Why I Will Coach #SAVMP

It has been a summer full of PD opportunities, and I am so grateful for it.  I have always enjoyed learning about learning and teaching, and now that I’m transitioning from Learning Achievement Coach to Tier One Instructional Coach, I’ve enjoyed it even more.  Teaching (and subsequently leading) is what I feel called to do.

I’ve always been an avid learner.  The story goes that I came home from Kindergarten on the first day madder than a wet hen because my teacher hadn’t taught us how to read!  I excelled in school, loved being in the classroom, read and drew and performed.  In Grade Seven I thought that I wanted to be a mathematical engineer (the lure of a big salary was pressing on my teenage brain).  By Grade Twelve, following a summer job working as a programmer for a recreational program for kids, I knew where my heart was.  I applied to the University of Saskatchewan’s College of Education, and the rest, as they say, is history.

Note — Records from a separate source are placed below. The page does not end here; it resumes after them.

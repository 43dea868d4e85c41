//! Restartable, batched `DataLoader`.
//!
//! * Index groups come either from a sequential/shuffled sampler chunked
//!   by `batch_size`, or from a [`BatchSampler`] (episodic groups).
//! * Yields `Result<Vec<Item>, DatasetError>` where each `Vec` is a batch.
//! * Every call to [`DataLoader::stream`] starts a new epoch.

use crate::data_loader::dataset::{Dataset, DatasetError};
use crate::data_loader::options::LoaderOptions;
use crate::data_loader::sampler::{BatchSampler, Sampler, SequentialSampler, ShuffleSampler};

use async_stream::try_stream;
use futures::stream::{self, StreamExt, TryStreamExt};
use futures_core::stream::Stream;
use std::pin::Pin;
use std::sync::Arc;
use std::sync::atomic::{AtomicU64, Ordering};

/// Boxed stream of batches returned by [`DataLoader::stream`].
pub type BatchStream<T> =
    Pin<Box<dyn Stream<Item = Result<Vec<T>, DatasetError>> + Send + 'static>>;

type IndexPlan = Box<dyn Iterator<Item = Vec<usize>> + Send>;

/// High-level iterator that produces batched samples from a dataset.
pub struct DataLoader<D>
where
    D: Dataset,
{
    dataset: Arc<D>,
    opts: LoaderOptions,
    batch_sampler: Option<Arc<dyn BatchSampler>>,
    epoch: AtomicU64,
}

impl<D> DataLoader<D>
where
    D: Dataset,
{
    /// Create a loader that batches by `opts.batch_size`.
    pub fn new(dataset: D, opts: LoaderOptions) -> Self {
        Self {
            dataset: Arc::new(dataset),
            opts,
            batch_sampler: None,
            epoch: AtomicU64::new(0),
        }
    }

    /// Create a loader whose index groups come from `sampler`.
    pub fn with_batch_sampler<S>(dataset: D, sampler: S, opts: LoaderOptions) -> Self
    where
        S: BatchSampler + 'static,
    {
        Self {
            dataset: Arc::new(dataset),
            opts,
            batch_sampler: Some(Arc::new(sampler)),
            epoch: AtomicU64::new(0),
        }
    }

    pub fn dataset(&self) -> &D {
        &self.dataset
    }

    pub fn options(&self) -> &LoaderOptions {
        &self.opts
    }

    pub fn batch_sampler(&self) -> Option<&dyn BatchSampler> {
        self.batch_sampler.as_deref()
    }

    /// Number of epochs started so far (calls to `stream`).
    pub fn epochs_started(&self) -> u64 {
        self.epoch.load(Ordering::Relaxed)
    }

    /// Batches per epoch, when the dataset length is known.
    pub fn num_batches(&self) -> Option<usize> {
        if let Some(s) = &self.batch_sampler {
            return Some(s.num_batches());
        }
        let total = self.dataset.len()?;
        let bs = self.opts.batch_size.max(1);
        Some(if self.opts.drop_last { total / bs } else { total.div_ceil(bs) })
    }

    /// Return an **async stream** over one epoch of batches.
    ///
    /// ```ignore
    /// # use fewshot_loader::{DataLoader, LoaderOptions};
    /// # async fn demo<D: fewshot_loader::Dataset>(ds: D) -> anyhow::Result<()> {
    /// let loader = DataLoader::new(ds, LoaderOptions::default());
    /// for _epoch in 0..3 {
    ///     let mut batches = loader.stream();
    ///     while let Some(batch) = batches.next().await {
    ///         let data = batch?; // Vec<D::Item>
    ///         // training step ...
    ///     }
    /// }
    /// # Ok(()) }
    /// ```
    pub fn stream(&self) -> BatchStream<D::Item> {
        let epoch = self.epoch.fetch_add(1, Ordering::Relaxed);
        let ds = Arc::clone(&self.dataset);
        let opts = self.opts.clone();
        let workers = opts.fetch_concurrency();

        let plan: Option<IndexPlan> = match (&self.batch_sampler, ds.len()) {
            (Some(sampler), _) => Some(sampler.epoch_batches(epoch)),
            (None, Some(total)) => Some(index_batches(total, &opts, epoch)),
            (None, None) => None,
        };
        tracing::debug!(epoch, workers, episodic = self.batch_sampler.is_some(), "starting loader epoch");

        Box::pin(try_stream! {
            match plan {
                Some(batches) => {
                    for indices in batches {
                        let batch = fetch_batch(&ds, indices, workers).await?;
                        yield batch;
                    }
                }
                None => {
                    // Unknown length – keep reading until we hit the end.
                    let bs = opts.batch_size.max(1);
                    let mut index = 0usize;
                    loop {
                        let mut batch = Vec::with_capacity(bs);
                        for _ in 0..bs {
                            match ds.get(index).await {
                                Ok(item) => batch.push(item),
                                Err(DatasetError::IndexOutOfRange(_)) => {
                                    if !batch.is_empty() && !opts.drop_last {
                                        yield batch;
                                    }
                                    return;
                                }
                                Err(e) => Err(e)?,
                            }
                            index += 1;
                        }
                        yield batch;
                    }
                }
            }
        })
    }
}

/// Chunk a sequential or shuffled index order into batches.
fn index_batches(total: usize, opts: &LoaderOptions, epoch: u64) -> IndexPlan {
    let mut sampler: Box<dyn Sampler + Send> = if opts.shuffle {
        Box::new(ShuffleSampler::new(total, opts.seed.wrapping_add(epoch)))
    } else {
        Box::new(SequentialSampler::new(total))
    };
    let bs = opts.batch_size.max(1);
    let drop_last = opts.drop_last;

    Box::new(std::iter::from_fn(move || {
        let mut batch = Vec::with_capacity(bs);
        while batch.len() < bs {
            match sampler.next_index() {
                Some(i) => batch.push(i),
                None => break,
            }
        }
        if batch.is_empty() || (drop_last && batch.len() < bs) {
            None
        } else {
            Some(batch)
        }
    }))
}

/// Fetch `indices` with at most `workers` gets in flight, keeping order.
async fn fetch_batch<D: Dataset>(
    ds: &Arc<D>,
    indices: Vec<usize>,
    workers: usize,
) -> Result<Vec<D::Item>, DatasetError> {
    stream::iter(indices)
        .map(|i| {
            let ds = Arc::clone(ds);
            async move { ds.get(i).await }
        })
        .buffered(workers)
        .try_collect()
        .await
}

impl<D> std::fmt::Debug for DataLoader<D>
where
    D: Dataset,
{
    fn fmt(&self, f: &mut std::fmt::Formatter<'_>) -> std::fmt::Result {
        f.debug_struct("DataLoader")
            .field("batch_size", &self.opts.batch_size)
            .field("num_workers", &self.opts.num_workers)
            .field("shuffle", &self.opts.shuffle)
            .field("pin_memory", &self.opts.pin_memory)
            .field("batch_sampler", &self.batch_sampler)
            .finish()
    }
}
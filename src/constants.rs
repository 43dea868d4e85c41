// src/constants.rs
//
// Centralized constants for the few-shot loaders to avoid hardcoded values throughout the codebase

/// Concurrent fetches for the episodic training loaders
pub const TRAIN_WORKERS: usize = 8;

/// Concurrent fetches for the episodic validation loaders
pub const VAL_WORKERS: usize = 2;

/// Concurrent fetches for batch-sampler driven loaders (one at a time)
pub const SAMPLER_WORKERS: usize = 0;

/// Sub-directory of the data root holding mini-ImageNet
pub const MINI_IMAGENET_DIR: &str = "miniImagenet";

/// Sub-directory of the data root holding tiered-ImageNet
pub const TIERED_IMAGENET_DIR: &str = "tier_imagenet";

/// Sub-directory of the data root holding Omniglot
pub const OMNIGLOT_DIR: &str = "omniglot";

/// Omniglot images are always resized to this side length
pub const OMNIGLOT_IMAGE_SIZE: u32 = 28;

/// Query images per class in legacy tiered-ImageNet episodes
pub const LEGACY_QUERY_PER_CLASS: usize = 15;

/// Episodes per split for the legacy tiered-ImageNet adapter
pub const LEGACY_EPISODES: usize = 600;

// ── configuration defaults ──────────────────────────────────────────────────

pub const DEFAULT_DATASET: &str = "mini-imagenet";
pub const DEFAULT_DATA_ROOT: &str = "dataset";
pub const DEFAULT_IM_SIZE: u32 = 84;
pub const DEFAULT_N_WAY: usize = 5;
pub const DEFAULT_K_SHOT: usize = 1;
pub const DEFAULT_K_QUERY: usize = 15;
pub const DEFAULT_META_BATCHSZ_TRAIN: usize = 10_000;
pub const DEFAULT_META_BATCHSZ_TEST: usize = 200;
pub const DEFAULT_BATCH_SZ: usize = 4;
pub const DEFAULT_METHOD: &str = "maml";
pub const DEFAULT_CLASSES_PER_IT_TR: usize = 60;
pub const DEFAULT_CLASSES_PER_IT_VAL: usize = 5;
pub const DEFAULT_NUM_SUPPORT_VAL: usize = 5;
pub const DEFAULT_NUM_QUERY_VAL: usize = 15;
pub const DEFAULT_ITERATIONS: usize = 100;
pub const DEFAULT_SEED: u64 = 0;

I have not always been a coach.  I have taught for 15 years now, multi-grade and straight-grade classrooms from Kindergarten through Grade 12.  I have been a high school soccer team manager and a middle-years volleyball assistant coach.  I have held the role as Learning Achievement Coach at a fabulous school for four years.  And yet… I haven’t always been the coach I have figured out that I’d like to be.

As I experienced Cognitive Coaching training this summer and as I have read and reflected on The Art of Coaching (Aguilar, 2013), my ideas of effective teaching, coaching, and leadership have been challenged and grown.

The mission of Cognitive Coaching is to produce self-directed persons with the cognitive capacity for excellence both independently and as members of a community.  (Cognitive Coaching Seminars Foundation Training Learning Guide, 2013, 19)

There are Four Support Functions in Cognitive Coaching (15):

  1. Coaching
  2. Collaborating
  3. Consulting
  4. Evaluating

I feel that each of these support functions plays a role in leadership as teaching in a classroom: teacher as coach, collaborator, consultant, and evaluator of students and their learning.  I also feel that they are all support functions in the role of leadership as working with colleagues.  I believe that I have gotten the collaborative (team approach to forming ideas and solutions together) and the consultative (informing others of pedagogy and so-called ‘best practices’) down pat.   But I aspire to the leadership support function of coaching.

I have consulted a lot.  I wanted to help others get better at their craft, to grow their knowledge and skills, and develop their understanding of current practices in education.  Consulting is a support function of coaching/leadership.  Sometimes I had the expertise or experience that others needed to learn, see, and then practice on their own.

But I aspire to the leadership support function of coaching.

I am going into this coaching role because I want to help mediate

  • efficacy – being a problem solver and taking action;
  • flexibility – seeing multiple perspectives and being willing to consider change;
  • craftsmanship – being life-long learners and always striving to grow;
  • consciousness – being metacognitive and self-aware of own decisions and resulting effects; and
  • interdependence – contributing to the common good and remaining true to self

in the colleagues and students I work with (Cognitive Coaching, 26).  I want to be a transformative part in creating a culture of learning in our classrooms, schools, divisions, and world!  I will be a leader/coach because I feel called to help others recognize their potential as leaders themselves.

I start with the premise that the function of leadership is to produce more leaders, not more followers. – Ralph Nader

I am full of nervous energy.  As I reflect on the past four years and the bridges I’ve built (or, for that matter, burned), I am excited for the opportunity to work in this capacity.  I will coach because, in this spectacular profession of teaching, I believe:

   We are in this together.

   We deserve to feel happiness in our hard work.

   We can each make a difference.

Pray for me as I embark with my colleagues on this coaching journey.